Stored items:
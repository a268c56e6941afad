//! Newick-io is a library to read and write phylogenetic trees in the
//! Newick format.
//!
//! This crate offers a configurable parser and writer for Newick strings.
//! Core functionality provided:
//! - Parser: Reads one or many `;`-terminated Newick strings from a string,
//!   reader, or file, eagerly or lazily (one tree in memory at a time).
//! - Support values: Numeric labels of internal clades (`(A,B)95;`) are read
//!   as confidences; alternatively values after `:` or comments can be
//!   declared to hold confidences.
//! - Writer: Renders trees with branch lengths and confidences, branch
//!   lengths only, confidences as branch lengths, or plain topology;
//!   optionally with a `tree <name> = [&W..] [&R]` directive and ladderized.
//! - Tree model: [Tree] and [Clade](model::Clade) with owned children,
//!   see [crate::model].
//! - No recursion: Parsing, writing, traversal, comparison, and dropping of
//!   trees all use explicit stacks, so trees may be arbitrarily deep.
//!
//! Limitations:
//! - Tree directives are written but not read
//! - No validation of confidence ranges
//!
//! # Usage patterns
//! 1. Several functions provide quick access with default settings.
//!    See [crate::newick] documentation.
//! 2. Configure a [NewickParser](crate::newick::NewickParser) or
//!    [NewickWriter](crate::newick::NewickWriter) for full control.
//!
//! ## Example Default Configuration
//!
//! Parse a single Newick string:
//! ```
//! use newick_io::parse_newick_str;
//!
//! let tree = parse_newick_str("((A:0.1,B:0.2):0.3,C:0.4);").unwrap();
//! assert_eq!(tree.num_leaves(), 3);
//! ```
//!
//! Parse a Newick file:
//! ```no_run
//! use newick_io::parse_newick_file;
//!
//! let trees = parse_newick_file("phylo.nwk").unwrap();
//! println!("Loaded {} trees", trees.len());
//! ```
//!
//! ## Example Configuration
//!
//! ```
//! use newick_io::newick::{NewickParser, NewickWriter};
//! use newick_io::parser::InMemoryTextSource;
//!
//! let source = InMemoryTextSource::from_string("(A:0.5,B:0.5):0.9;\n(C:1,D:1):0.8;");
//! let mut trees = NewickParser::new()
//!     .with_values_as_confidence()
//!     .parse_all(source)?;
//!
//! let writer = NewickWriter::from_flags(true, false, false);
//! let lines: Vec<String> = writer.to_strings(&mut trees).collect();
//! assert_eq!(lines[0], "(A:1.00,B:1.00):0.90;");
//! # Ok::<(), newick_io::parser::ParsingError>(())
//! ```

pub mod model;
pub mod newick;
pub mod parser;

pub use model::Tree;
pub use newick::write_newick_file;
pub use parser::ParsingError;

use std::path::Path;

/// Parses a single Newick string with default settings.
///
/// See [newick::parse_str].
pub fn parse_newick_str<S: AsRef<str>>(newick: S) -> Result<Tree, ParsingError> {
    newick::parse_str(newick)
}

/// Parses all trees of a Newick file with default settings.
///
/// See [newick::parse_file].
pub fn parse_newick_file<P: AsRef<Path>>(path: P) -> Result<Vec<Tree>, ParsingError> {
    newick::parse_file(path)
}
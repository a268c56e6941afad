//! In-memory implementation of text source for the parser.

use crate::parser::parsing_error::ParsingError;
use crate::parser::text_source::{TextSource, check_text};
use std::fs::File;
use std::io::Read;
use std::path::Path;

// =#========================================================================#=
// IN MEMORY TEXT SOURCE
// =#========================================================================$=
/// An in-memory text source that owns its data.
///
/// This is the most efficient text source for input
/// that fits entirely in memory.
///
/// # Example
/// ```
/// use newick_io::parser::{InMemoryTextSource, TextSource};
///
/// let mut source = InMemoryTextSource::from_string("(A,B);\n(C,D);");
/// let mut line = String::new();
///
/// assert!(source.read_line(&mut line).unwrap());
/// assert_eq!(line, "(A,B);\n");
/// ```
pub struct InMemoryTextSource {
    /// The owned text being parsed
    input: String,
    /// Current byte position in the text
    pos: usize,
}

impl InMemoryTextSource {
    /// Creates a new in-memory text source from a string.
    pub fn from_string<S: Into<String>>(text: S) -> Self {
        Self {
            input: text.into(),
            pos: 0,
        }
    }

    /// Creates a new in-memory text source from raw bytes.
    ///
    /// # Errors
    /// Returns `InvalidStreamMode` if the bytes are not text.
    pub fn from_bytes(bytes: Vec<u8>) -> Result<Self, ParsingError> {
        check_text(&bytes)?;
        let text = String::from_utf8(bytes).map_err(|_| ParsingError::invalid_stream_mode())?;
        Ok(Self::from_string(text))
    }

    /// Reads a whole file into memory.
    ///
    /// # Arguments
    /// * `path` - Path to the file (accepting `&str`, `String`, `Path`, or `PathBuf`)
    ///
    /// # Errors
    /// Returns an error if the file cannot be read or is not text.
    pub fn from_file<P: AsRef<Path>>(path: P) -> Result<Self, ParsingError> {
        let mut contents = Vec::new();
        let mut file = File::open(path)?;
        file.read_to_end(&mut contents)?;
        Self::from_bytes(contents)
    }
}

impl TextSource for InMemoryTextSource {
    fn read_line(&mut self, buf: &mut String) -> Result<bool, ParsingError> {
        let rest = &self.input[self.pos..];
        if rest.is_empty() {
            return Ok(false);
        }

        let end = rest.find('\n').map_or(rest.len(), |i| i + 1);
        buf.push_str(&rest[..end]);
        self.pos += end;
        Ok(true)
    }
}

§ Exercise directions: Could you reproduce every entry above exactly as written?

§ Solution to the problem:
repository a268c56e6941afad
//! Newick-io is a library to read and write phylogenetic trees in the
//! Newick format.
//!
//! This crate offers a configurable parser and writer for Newick strings.
//! Core functionality provided:
//! - Parser: Reads one or many `;`-terminated Newick strings from a string,
//!   reader, or file, eagerly or lazily (one tree in memory at a time).
//! - Support values: Numeric labels of internal clades (`(A,B)95;`) are read
//!   as confidences; alternatively values after `:` or comments can be
//!   declared to hold confidences.
//! - Writer: Renders trees with branch lengths and confidences, branch
//!   lengths only, confidences as branch lengths, or plain topology;
//!   optionally with a `tree <name> = [&W..] [&R]` directive and ladderized.
//! - Tree model: [Tree] and [Clade](model::Clade) with owned children,
//!   see [crate::model].
//! - No recursion: Parsing, writing, traversal, comparison, and dropping of
//!   trees all use explicit stacks, so trees may be arbitrarily deep.
//!
//! Limitations:
//! - Tree directives are written but not read
//! - No validation of confidence ranges
//!
//! # Usage patterns
//! 1. Several functions provide quick access with default settings.
//!    See [crate::newick] documentation.
//! 2. Configure a [NewickParser](crate::newick::NewickParser) or
//!    [NewickWriter](crate::newick::NewickWriter) for full control.
//!
//! ## Example Default Configuration
//!
//! Parse a single Newick string:
//! ```
//! use newick_io::parse_newick_str;
//!
//! let tree = parse_newick_str("((A:0.1,B:0.2):0.3,C:0.4);").unwrap();
//! assert_eq!(tree.num_leaves(), 3);
//! ```
//!
//! Parse a Newick file:
//! ```no_run
//! use newick_io::parse_newick_file;
//!
//! let trees = parse_newick_file("phylo.nwk").unwrap();
//! println!("Loaded {} trees", trees.len());
//! ```
//!
//! ## Example Configuration
//!
//! ```
//! use newick_io::newick::{NewickParser, NewickWriter};
//! use newick_io::parser::InMemoryTextSource;
//!
//! let source = InMemoryTextSource::from_string("(A:0.5,B:0.5):0.9;\n(C:1,D:1):0.8;");
//! let mut trees = NewickParser::new()
//!     .with_values_as_confidence()
//!     .parse_all(source)?;
//!
//! let writer = NewickWriter::from_flags(true, false, false);
//! let lines: Vec<String> = writer.to_strings(&mut trees).collect();
//! assert_eq!(lines[0], "(A:1.00,B:1.00):0.90;");
//! # Ok::<(), newick_io::parser::ParsingError>(())
//! ```

pub mod model;
pub mod newick;
pub mod parser;

pub use model::Tree;
pub use newick::write_newick_file;
pub use parser::ParsingError;

use std::path::Path;

/// Parses a single Newick string with default settings.
///
/// See [newick::parse_str].
pub fn parse_newick_str<S: AsRef<str>>(newick: S) -> Result<Tree, ParsingError> {
    newick::parse_str(newick)
}

/// Parses all trees of a Newick file with default settings.
///
/// See [newick::parse_file].
pub fn parse_newick_file<P: AsRef<Path>>(path: P) -> Result<Vec<Tree>, ParsingError> {
    newick::parse_file(path)
}
repository a268c56e6941afad
//! In-memory implementation of text source for the parser.

use crate::parser::parsing_error::ParsingError;
use crate::parser::text_source::{TextSource, check_text};
use std::fs::File;
use std::io::Read;
use std::path::Path;

// =#========================================================================#=
// IN MEMORY TEXT SOURCE
// =#========================================================================$=
/// An in-memory text source that owns its data.
///
/// This is the most efficient text source for input
/// that fits entirely in memory.
///
/// # Example
/// ```
/// use newick_io::parser::{InMemoryTextSource, TextSource};
///
/// let mut source = InMemoryTextSource::from_string("(A,B);\n(C,D);");
/// let mut line = String::new();
///
/// assert!(source.read_line(&mut line).unwrap());
/// assert_eq!(line, "(A,B);\n");
/// ```
pub struct InMemoryTextSource {
    /// The owned text being parsed
    input: String,
    /// Current byte position in the text
    pos: usize,
}

impl InMemoryTextSource {
    /// Creates a new in-memory text source from a string.
    pub fn from_string<S: Into<String>>(text: S) -> Self {
        Self {
            input: text.into(),
            pos: 0,
        }
    }

    /// Creates a new in-memory text source from raw bytes.
    ///
    /// # Errors
    /// Returns `InvalidStreamMode` if the bytes are not text.
    pub fn from_bytes(bytes: Vec<u8>) -> Result<Self, ParsingError> {
        check_text(&bytes)?;
        let text = String::from_utf8(bytes).map_err(|_| ParsingError::invalid_stream_mode())?;
        Ok(Self::from_string(text))
    }

    /// Reads a whole file into memory.
    ///
    /// # Arguments
    /// * `path` - Path to the file (accepting `&str`, `String`, `Path`, or `PathBuf`)
    ///
    /// # Errors
    /// Returns an error if the file cannot be read or is not text.
    pub fn from_file<P: AsRef<Path>>(path: P) -> Result<Self, ParsingError> {
        let mut contents = Vec::new();
        let mut file = File::open(path)?;
        file.read_to_end(&mut contents)?;
        Self::from_bytes(contents)
    }
}

impl TextSource for InMemoryTextSource {
    fn read_line(&mut self, buf: &mut String) -> Result<bool, ParsingError> {
        let rest = &self.input[self.pos..];
        if rest.is_empty() {
            return Ok(false);
        }

        let end = rest.find('\n').map_or(rest.len(), |i| i + 1);
        buf.push_str(&rest[..end]);
        self.pos += end;
        Ok(true)
    }
}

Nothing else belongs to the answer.